(14) lisa jenkins.
O professor de filosofia nos odeia. É verdade, ele odeia todos os seus alunos. Ok, eu também não gosto daquela turmina do fundo que usa a aula para mexer no celular, atualizar as fofocas com os amigos ou beijar os namorados ou namoradas. Mas não é justo toda a sala pagar por isso.
— Que cara é essa? — Tracy pergunta quando bato a porta do nosso quarto e me jogo na minha cama.
— Eu tenho um ensaio de filosofia pra fazer em duas semanas. — grunhi, esfregando o rosto com as duas mãos. — 25 páginas falando sobre moralismo social. Nem uma a mais e nem uma a menos.
Tracy ri do meu descontentamento.
— É por isso que eu digo que lidar com números é muito melhor. Mais objetivo. — mostro o dedo do meio pra ela. — Ei, você ficou sabendo da excursão que o reitor do campus tá negociando com uma agência?
— Não. Quando? Pra onde? — questiono.
— New York. — ela responde. Tiro a cabeça do travesseiro, meio espantada.
— Isso é do outro lado do país. — indago. — São, o que? Cinco? Seis horas de viagem?
Tracy bufa.
— Por que você é tão reclamona? Fique feliz, é New York! Alicia Keys não teria uma música sobre esse lugar se ele não fosse simplesmente foda.
— Eu já fui pra lá duas vezes. E, pra ser honesta, eu prefiro muito mais a calmaria de Seattle. — volto a deitar, o braço nos olhos espantando a luz. — Você não disse quando.
— Ainda não tem data, mas parece que vai ser em dezembro. Natal e Ano Novo em Nova Iorque. Times Square, Lisa! Não é fantástico?— ela bate palmas, animada.
— Sim, completamente fantástico. Mas, vem cá, quanto custa isso tudo? Porque o reitor não vai pagar a passagem de ninguém. — ouço Tracy bufar.
— Só o custo da passagem, velha rabugenta! A hospedagem vai ser por conta da agência. — ela responde. — Ouvi sobre três hotéis diferentes. 5 andares vão ser reservados em cada um, com 10 quartos em cada andar, ou seja, 50 quartos. Cada quarto abriga 3 pessoas, e 50 vezes 3 é 150. Então 450 alunos vão.
Suspiro de novo.
— O campus tem, sei lá, uns cinco mil alunos. — digo, e não porque gosto de reclamar, mas porque sou realista. — Não vai rolar, T.

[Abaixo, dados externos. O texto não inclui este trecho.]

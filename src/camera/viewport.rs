use std::f64::consts::FRAC_PI_2;
use std::f64::consts::FRAC_PI_4;

use bevy::prelude::*;
use bevy::window::PrimaryWindow;

use super::cameras::ScaleCamera;
use super::navigator::ZoomDistance;
use crate::scale_input::PointerState;
use crate::schedule::FrameSet;

pub struct ViewportPlugin;

impl Plugin for ViewportPlugin {
    fn build(&self, app: &mut App) {
        app.init_resource::<ViewportState>().add_systems(
                Update,
                (sync_camera_pose, sync_viewport).in_set(FrameSet::Viewport),
            );
    }
}

/// Camera position in world space; it always looks at the origin.
#[derive(Debug, Clone, Copy, PartialEq)]
pub struct CameraPose {
    pub x: f64,
    pub y: f64,
    pub z: f64,
}

impl CameraPose {
    #[allow(
        clippy::cast_possible_truncation,
        reason = "camera distances stay well inside f32 range"
    )]
    pub const fn to_vec3(self) -> Vec3 { Vec3::new(self.x as f32, self.y as f32, self.z as f32) }
}

/// Swings the camera around the origin at distance `zoom`. The pointer's horizontal offset sweeps a
/// quarter turn either way; vertical sweeps half as far.
pub fn project(zoom: f64, pointer_x: f32, pointer_y: f32) -> CameraPose {
    let yaw = FRAC_PI_2 * (f64::from(pointer_x) - 0.5);
    let pitch = FRAC_PI_4 * (f64::from(pointer_y) - 0.5);
    CameraPose {
        x: yaw.sin() * zoom,
        y: pitch.sin() * zoom,
        z: yaw.cos() * zoom,
    }
}

/// Size last pushed to the camera projection.
#[derive(Resource, Reflect, Debug, Default, Clone, Copy, PartialEq, Eq)]
#[reflect(Resource)]
pub struct ViewportState {
    pub applied: Option<UVec2>,
}

impl ViewportState {
    /// Returns `desired` if it differs from what was last applied, recording it as applied.
    pub fn reconcile(&mut self, desired: UVec2) -> Option<UVec2> {
        if desired.x == 0 || desired.y == 0 || self.applied == Some(desired) {
            return None;
        }
        self.applied = Some(desired);
        Some(desired)
    }
}

fn sync_camera_pose(
    zoom: Res<ZoomDistance>,
    pointer: Res<PointerState>,
    mut camera: Single<&mut Transform, With<ScaleCamera>>,
) {
    let pose = project(zoom.0, pointer.x, pointer.y);
    **camera = Transform::from_translation(pose.to_vec3()).looking_at(Vec3::ZERO, Vec3::Y);
}

#[allow(
    clippy::cast_precision_loss,
    reason = "window dimensions are far below f32's exact integer range"
)]
fn sync_viewport(
    window: Single<&Window, With<PrimaryWindow>>,
    mut viewport: ResMut<ViewportState>,
    mut camera: Single<&mut Projection, With<ScaleCamera>>,
) {
    let Some(size) = viewport.reconcile(window.physical_size()) else {
        return;
    };

    if let Projection::Perspective(perspective) = &mut **camera {
        perspective.aspect_ratio = size.x as f32 / size.y as f32;
    }

    info!("viewport resized to {}x{}", size.x, size.y);
}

— A sua negatividade me comove, sabia? — ela resmunga. — Temos um mês e meio até lá. Pode relaxar e deixar as coisas comigo, gatinha. Vamos para NY, você vai ver.
— A única coisa que eu vejo é que você é louca, Evans. — retruco, recebendo um tapa na coxa em resposta.
Me dou cinco minutos de descanso antes de pular da cama e trocar a minha roupa da aula por uma calça de moletom velha e a camiseta verde musgo da WSU que eu comprei na minha primeira semana aqui— trinta dólares em uma camiseta que me serviu de pijama.
— Tô indo pra biblioteca, qualquer coisa me manda mensagem. — mando um beijinho para ela e saio do quarto, com uma mochila nas costas.
A casa das meninas era na rua mais próxima do campus, sim, mas a caminhada era grande, principalmente porque a biblioteca era em um dos últimos prédios – e eu ainda não tenho um carro.
É, os meus pais têm dinheiro para um Eldorado e mais seis carros na garagem, para me mandar para uma universidade longe de casa, mas não têm dinheiro para me dar um carro. Eu sei que isso é uma coisa muito Cher Horowitz ou Regina George de se dizer, mas é a verdade. Eu não deveria lutar tanto para ter algo que os meus pais tem em pilhas em casa.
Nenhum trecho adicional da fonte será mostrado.